Image credit: Avatar: Weta

Producers Guild Awards: Will it be 'Avatar'?

After finding itself completely left out of last night’s Screen Actors Guild Award ceremony, Avatar will need to reassert its awards-season dominance at tonight’s Producers Guild Awards. In the last 20 years, the PGA honoree went on to win Best Picture 13 times, a decent 65 percent success rate. Avatar doesn’t have a cakewalk to victory tonight—with District 9 and Star Trek both in the running as well, the sci-fi-spectacle vote could be split, leading to a win for The Hurt Locker, Inglourious Basterds, or Up in the Air. But the good news for Avatar is that this prize is (as the name suggests) voted on only by producers, so there are no pesky actors or writers in the voting body to grouse about the film’s relative weak points. If Avatar loses tonight, we have a real Best Picture race on our hands. But I’m not holding my breath.

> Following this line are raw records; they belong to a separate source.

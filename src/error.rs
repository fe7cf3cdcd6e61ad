//! Validation errors for dimension sequences.
//!
//! Validation is the only fallible stage of the crate: once a
//! [`DimensionSequence`](crate::dims::DimensionSequence) exists, planning,
//! reconstruction and step enumeration are total.

/// Why a raw dimension sequence was rejected.
///
/// `index` is the 0-based position of the offending element in the input.
#[derive(Debug, Clone, PartialEq, Eq, thiserror::Error)]
pub enum ValidationError {
    #[error("dimension {index} ('{token}') is not an integer")]
    NonNumeric { index: usize, token: String },

    #[error("dimension {index} must be positive, got {value}")]
    NonPositive { index: usize, value: i64 },

    #[error("dimension {index} ('{token}') is outside 1..={max}", max = crate::dims::MAX_DIMENSION)]
    OutOfRange { index: usize, token: String },

    #[error("need at least 2 dimensions (1 matrix), got {count}")]
    TooFew { count: usize },
}

impl ValidationError {
    /// Position of the offending element, if the error points at one.
    pub fn index(&self) -> Option<usize> {
        match self {
            ValidationError::NonNumeric { index, .. }
            | ValidationError::NonPositive { index, .. }
            | ValidationError::OutOfRange { index, .. } => Some(*index),
            ValidationError::TooFew { .. } => None,
        }
    }
}
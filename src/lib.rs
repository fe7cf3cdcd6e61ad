//! Matrix-chain ordering with a replayable fill trace.
//!
//! This crate computes the parenthesization of a matrix chain that minimizes
//! the number of scalar multiplications, using the classical O(n³) interval
//! dynamic program, and exposes the exact order in which the DP table is
//! filled so callers can replay it (visualization, logging, testing).
//!
//! ## Core idea
//! 1. Validate a [`DimensionSequence`] (`n + 1` positive integers for `n`
//!    matrices).
//! 2. Let [`ChainPlanner`] fill the cost and split tables and reconstruct the
//!    optimal expression.
//! 3. Optionally walk the same recurrence as a lazy sequence of
//!    [`FillStep`]s, each listing every candidate split it compared, or drive a
//!    [`Replay`] cursor over it.
//!
//! The planner and the sequencer share one tie-break (first strict minimum in
//! ascending split order), so the trace always rebuilds the planner's tables
//! exactly.
//!
//! ## Quick start
//! ```
//! use chain_dp::{ChainPlanner, DimensionSequence};
//!
//! let dims: DimensionSequence = "10, 20, 30, 40".parse().unwrap();
//! let plan = ChainPlanner::new().plan_dims(&dims);
//! assert_eq!(plan.min_cost(), 18000);
//! assert_eq!(plan.expression(), "((A1 × A2) × A3)");
//!
//! let steps: Vec<_> = plan.steps().collect();
//! assert_eq!(steps.len(), 3);
//! assert_eq!(steps[2].chosen_k, 1);
//! ```
//!
//! ## Cargo features
//! - `parallel`: resolve each anti-diagonal of the table with rayon.
//! - `tracing`: spans and events for planning and step emission.
//! - `heavy`: long-running stress tests.

pub mod builder;
pub mod dims;
pub mod engine;
pub mod error;
pub mod planner;
pub mod presets;
pub mod replay;
pub mod sequencer;
pub mod table;
pub mod traits;
pub mod utils;

pub use crate::builder::ChainPlannerBuilder;
pub use crate::dims::{derive_matrices, validate, DimensionSequence, Matrix, MAX_DIMENSION};
pub use crate::engine::{compute_order, reconstruct};
pub use crate::error::ValidationError;
pub use crate::planner::{plan, ChainPlan, ChainPlanner, ParenthesizationResult};
pub use crate::presets::Preset;
pub use crate::replay::Replay;
pub use crate::sequencer::{enumerate_steps, Candidate, FillStep, FillSteps};
pub use crate::table::{Cost, CostTable, SplitTable, Table};
pub use crate::traits::ChainCost;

Here are the Producers Guild winners from the last 20 years. Bold type means they went on to win the Oscar; otherwise, the film in parentheses ended up stealing it away.

2009 Slumdog Millionaire
2008 No Country for Old Men
2007 Little Miss Sunshine (The Departed won Oscar)
2006 Brokeback Mountain (Crash won Oscar)
2005 The Aviator (Million Dollar Baby won Oscar)
2004 The Lord of the Rings: The Return of the King
2003 Chicago
2002 Moulin Rouge! (A Beautiful Mind won Oscar)
2001 Gladiator
2000 American Beauty
1999 Saving Private Ryan (Shakespeare in Love won Oscar)
1998 Titanic
1997 The English Patient
1996 Apollo 13 (Braveheart won Oscar)
1995 Forrest Gump
1994 Schindler’s List
1993 The Crying Game (Unforgiven won Oscar)
1992 The Silence of the Lambs
1991 Dances With Wolves
1990 Driving Miss Daisy 

Best Picture: What will be 8, 9, and 10?

With just two weeks to go before the Oscar nominations on Feb. 2, it’s looking more and more like we’ve got seven sure-shot Best Picture nominees and three slots up for grabs. We can assume Avatar, The Hurt Locker, Up in the Air, Precious, Inglourious Basterds, Up, and An Education are all in. Beyond that, there’s a rash of films vying for Nos. 8, 9, and 10. Here they are, with their major guild accomplishments so far.

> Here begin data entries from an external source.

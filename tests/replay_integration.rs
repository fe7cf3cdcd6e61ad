use chain_dp::{ChainPlanner, Preset, Replay};

#[test]
fn pause_and_resume_from_saved_position() {
    let dims = Preset::Complex.dims();
    let mut replay = Replay::new(&dims);
    for _ in 0..5 {
        replay.advance();
    }
    // All length-2 subchains are revealed, nothing longer yet.
    assert!(replay.revealed().iter().all(|s| s.chain_len() == 2));
    assert_eq!(replay.revealed_cost().get(0, 2), None);
    assert_eq!(replay.current().map(|s| (s.i, s.j)), Some((4, 5)));

    let saved = replay.position();
    let mut resumed = replay.clone();
    replay.restart();
    replay.seek(saved);
    assert_eq!(replay, resumed);

    let rest: Vec<_> = resumed.by_ref().collect();
    assert_eq!(rest.len(), 10);
    assert!(resumed.is_finished());
}

#[test]
fn replay_from_traced_plan() {
    let dims = Preset::Medium.dims();
    let (plan, steps) = ChainPlanner::new().plan_traced(&dims);
    let mut replay = Replay::from_steps(steps);
    replay.seek(replay.len());
    assert_eq!(replay.revealed_cost(), plan.cost);
    assert_eq!(replay.revealed_split(), plan.split);
    assert_eq!(replay.current().map(|s| s.result_cost), Some(plan.min_cost()));
}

Star Trek: Producers, Writers, Art Directors, Editors
District 9: Producers, Art Directors, Editors
The Hangover: Writers, Art Directors, Editors
A Serious Man: Writers, Editors
Nine: Actors, Cinematographers
Invictus: Producers
Crazy Heart: Writers
The Messenger: none
The Blind Side: none

The main questions in my mind right now: Does all the guild support for District 9 and Star Trek mean they both could make it in? Could The Hangover really end up as a Best Picture nominee? Can all the love for Jeff Bridges push Crazy Heart into the big race? My votes for the last three right now: Invictus, A Serious Man, and Star Trek, with District 9 biting at their heels. What do you all think will score those three up-for-grabs slots?

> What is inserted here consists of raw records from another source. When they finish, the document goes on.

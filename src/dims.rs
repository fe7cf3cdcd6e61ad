//! Dimension sequences and the matrices they describe.
//!
//! A chain of `n` matrices is described by `n + 1` positive integers
//! `p[0..=n]`, where matrix `i` (0-based) is `p[i] x p[i+1]`.

use std::fmt;
use std::num::IntErrorKind;
use std::str::FromStr;

use serde::Serialize;

use crate::error::ValidationError;

/// Largest accepted dimension. Keeping dimensions within `u32` bounds every
/// pair cost below 2^96, so `u128` cost sums cannot overflow.
pub const MAX_DIMENSION: u64 = u32::MAX as u64;

/// Validated, immutable dimension sequence (length ≥ 2, all values in
/// `1..=MAX_DIMENSION`).
#[derive(Clone, Debug, PartialEq, Eq, Hash, Serialize)]
#[serde(transparent)]
pub struct DimensionSequence {
    dims: Vec<u64>,
}

/// One matrix of the chain, derived from two adjacent dimensions.
#[derive(Clone, Copy, Debug, PartialEq, Eq, Hash, Serialize)]
pub struct Matrix {
    /// 0-based position in the chain.
    pub index: usize,
    pub rows: u64,
    pub cols: u64,
}

impl fmt::Display for Matrix {
    fn fmt(&self, f: &mut fmt::Formatter<'_>) -> fmt::Result {
        write!(f, "A{}({}×{})", self.index + 1, self.rows, self.cols)
    }
}

/// Validate raw textual tokens into a [`DimensionSequence`].
///
/// Each token is trimmed and must parse as an integer in
/// `1..=MAX_DIMENSION`. Token errors are reported before the length check,
/// so `["-1"]` fails as non-positive rather than too short.
pub fn validate<I, T>(raw: I) -> Result<DimensionSequence, ValidationError>
where
    I: IntoIterator<Item = T>,
    T: AsRef<str>,
{
    let mut values = Vec::new();
    for (index, token) in raw.into_iter().enumerate() {
        let token = token.as_ref().trim();
        let value = token.parse::<i64>().map_err(|err| {
            let token = token.to_string();
            reject(match err.kind() {
                IntErrorKind::PosOverflow | IntErrorKind::NegOverflow => {
                    ValidationError::OutOfRange { index, token }
                }
                _ => ValidationError::NonNumeric { index, token },
            })
        })?;
        values.push(value);
    }
    DimensionSequence::from_values(values)
}

/// `matrices[i] = { rows: dims[i], cols: dims[i+1] }`.
pub fn derive_matrices(dims: &DimensionSequence) -> Vec<Matrix> {
    dims.dims
        .windows(2)
        .enumerate()
        .map(|(index, pair)| Matrix {
            index,
            rows: pair[0],
            cols: pair[1],
        })
        .collect()
}

fn reject(err: ValidationError) -> ValidationError {
    #[cfg(feature = "tracing")]
    tracing::debug!(error = %err, "rejected dimension sequence");
    err
}

impl DimensionSequence {
    /// Validate already-numeric input.
    pub fn from_values<I>(values: I) -> Result<Self, ValidationError>
    where
        I: IntoIterator<Item = i64>,
    {
        let mut dims = Vec::new();
        for (index, value) in values.into_iter().enumerate() {
            if value <= 0 {
                return Err(reject(ValidationError::NonPositive { index, value }));
            }
            if value as u64 > MAX_DIMENSION {
                return Err(reject(ValidationError::OutOfRange {
                    index,
                    token: value.to_string(),
                }));
            }
            dims.push(value as u64);
        }
        if dims.len() < 2 {
            return Err(reject(ValidationError::TooFew { count: dims.len() }));
        }
        Ok(Self { dims })
    }

    /// Parse a comma-separated list such as `"10, 20, 30, 40"`.
    ///
    /// Empty tokens (e.g. from a trailing comma) are rejected as non-numeric.
    pub fn parse(input: &str) -> Result<Self, ValidationError> {
        validate(input.split(','))
    }

    /// Number of matrices in the chain (`len() - 1`).
    #[inline]
    pub fn num_matrices(&self) -> usize {
        self.dims.len() - 1
    }

    /// Number of dimensions; always at least 2.
    #[inline]
    pub fn len(&self) -> usize {
        self.dims.len()
    }

    /// Always false; kept for the `len`/`is_empty` pairing.
    #[inline]
    pub fn is_empty(&self) -> bool {
        self.dims.is_empty()
    }

    #[inline]
    pub fn as_slice(&self) -> &[u64] {
        &self.dims
    }

    pub fn matrices(&self) -> Vec<Matrix> {
        derive_matrices(self)
    }
}

impl std::ops::Index<usize> for DimensionSequence {
    type Output = u64;

    fn index(&self, idx: usize) -> &u64 {
        &self.dims[idx]
    }
}

impl FromStr for DimensionSequence {
    type Err = ValidationError;

    fn from_str(s: &str) -> Result<Self, Self::Err> {
        Self::parse(s)
    }
}

impl fmt::Display for DimensionSequence {
    fn fmt(&self, f: &mut fmt::Formatter<'_>) -> fmt::Result {
        for (idx, d) in self.dims.iter().enumerate() {
            if idx > 0 {
                f.write_str(", ")?;
            }
            write!(f, "{d}")?;
        }
        Ok(())
    }
}

#[cfg(test)]
mod tests {
    use super::*;

    #[test]
    fn parses_comma_separated_with_whitespace() {
        let dims = DimensionSequence::parse(" 10, 20 ,30,40 ").unwrap();
        assert_eq!(dims.as_slice(), &[10, 20, 30, 40]);
        assert_eq!(dims.num_matrices(), 3);
        assert_eq!(dims.to_string(), "10, 20, 30, 40");
    }

    #[test]
    fn rejects_non_positive_element() {
        let err = DimensionSequence::from_values([10, -5, 30]).unwrap_err();
        assert_eq!(err, ValidationError::NonPositive { index: 1, value: -5 });

        let err = DimensionSequence::parse("10, 0").unwrap_err();
        assert_eq!(err, ValidationError::NonPositive { index: 1, value: 0 });
    }

    #[test]
    fn rejects_insufficient_length() {
        assert_eq!(
            DimensionSequence::from_values([10]).unwrap_err(),
            ValidationError::TooFew { count: 1 }
        );
        assert_eq!(
            DimensionSequence::from_values(Vec::<i64>::new()).unwrap_err(),
            ValidationError::TooFew { count: 0 }
        );
    }

    #[test]
    fn rejects_non_numeric_tokens() {
        let err = DimensionSequence::parse("10, x, 30").unwrap_err();
        assert_eq!(
            err,
            ValidationError::NonNumeric {
                index: 1,
                token: "x".into()
            }
        );
        // Trailing comma yields an empty token.
        assert!(matches!(
            DimensionSequence::parse("10, 20,").unwrap_err(),
            ValidationError::NonNumeric { index: 2, .. }
        ));
    }

    #[test]
    fn rejects_dimensions_beyond_u32() {
        let big = 1i64 << 32;
        assert_eq!(
            DimensionSequence::from_values([1, big, big, 2]).unwrap_err(),
            ValidationError::OutOfRange {
                index: 1,
                token: "4294967296".into()
            }
        );
        let max = MAX_DIMENSION as i64;
        assert!(DimensionSequence::from_values([1, max, max, 2]).is_ok());
    }

    #[test]
    fn integers_wider_than_i64_are_out_of_range() {
        assert_eq!(
            DimensionSequence::parse("10, 99999999999999999999").unwrap_err(),
            ValidationError::OutOfRange {
                index: 1,
                token: "99999999999999999999".into()
            }
        );
        assert!(matches!(
            DimensionSequence::parse("-99999999999999999999, 5").unwrap_err(),
            ValidationError::OutOfRange { index: 0, .. }
        ));
        assert!(matches!(
            DimensionSequence::parse("10, 1e3").unwrap_err(),
            ValidationError::NonNumeric { index: 1, .. }
        ));
    }

    #[test]
    fn token_errors_win_over_length() {
        assert!(matches!(
            validate(["-1"]).unwrap_err(),
            ValidationError::NonPositive { index: 0, .. }
        ));
    }

    #[test]
    fn matrices_pair_adjacent_dims() {
        let dims: DimensionSequence = "10,30,5,60".parse().unwrap();
        let m = derive_matrices(&dims);
        assert_eq!(m.len(), 3);
        assert_eq!(
            m[1],
            Matrix {
                index: 1,
                rows: 30,
                cols: 5
            }
        );
        assert_eq!(m[2].to_string(), "A3(5×60)");
        for w in m.windows(2) {
            assert_eq!(w[0].cols, w[1].rows);
        }
    }
}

Will it be an 'Avatar' awards weekend?

For the last few weeks I’ve been hearing from Oscar voters that Avatar is the surest bet for a Best Picture win in March. As I’ve written here before, many Academy members are saying, even though the ballots haven’t been submitted, that the race is all but over. I’m curious as to how much this weekend’s big-ticket award ceremonies will catch the rest of the world up to this line of thinking. With all the critics-award events this past week, the talk was certainly focused on Up in the Air and The Hurt Locker, which have obliterated Avatar with 11 wins each compared to only one for Avatar. but today’s Broadcast Film Critics Association ceremony and Sunday’s Golden Globe awards should change the conversation. The question is: How much? The answer, I believe, will lie in four races: the BFCA’s Best Picture and Best Director, and the Globes’ Best Drama and Best Director. Avatar will without a doubt win one or two of those four at least. But what if it sweeps all four? I predicted Up in the Air as the Globe Best Drama winner, but increasingly I’m thinking I’m wrong.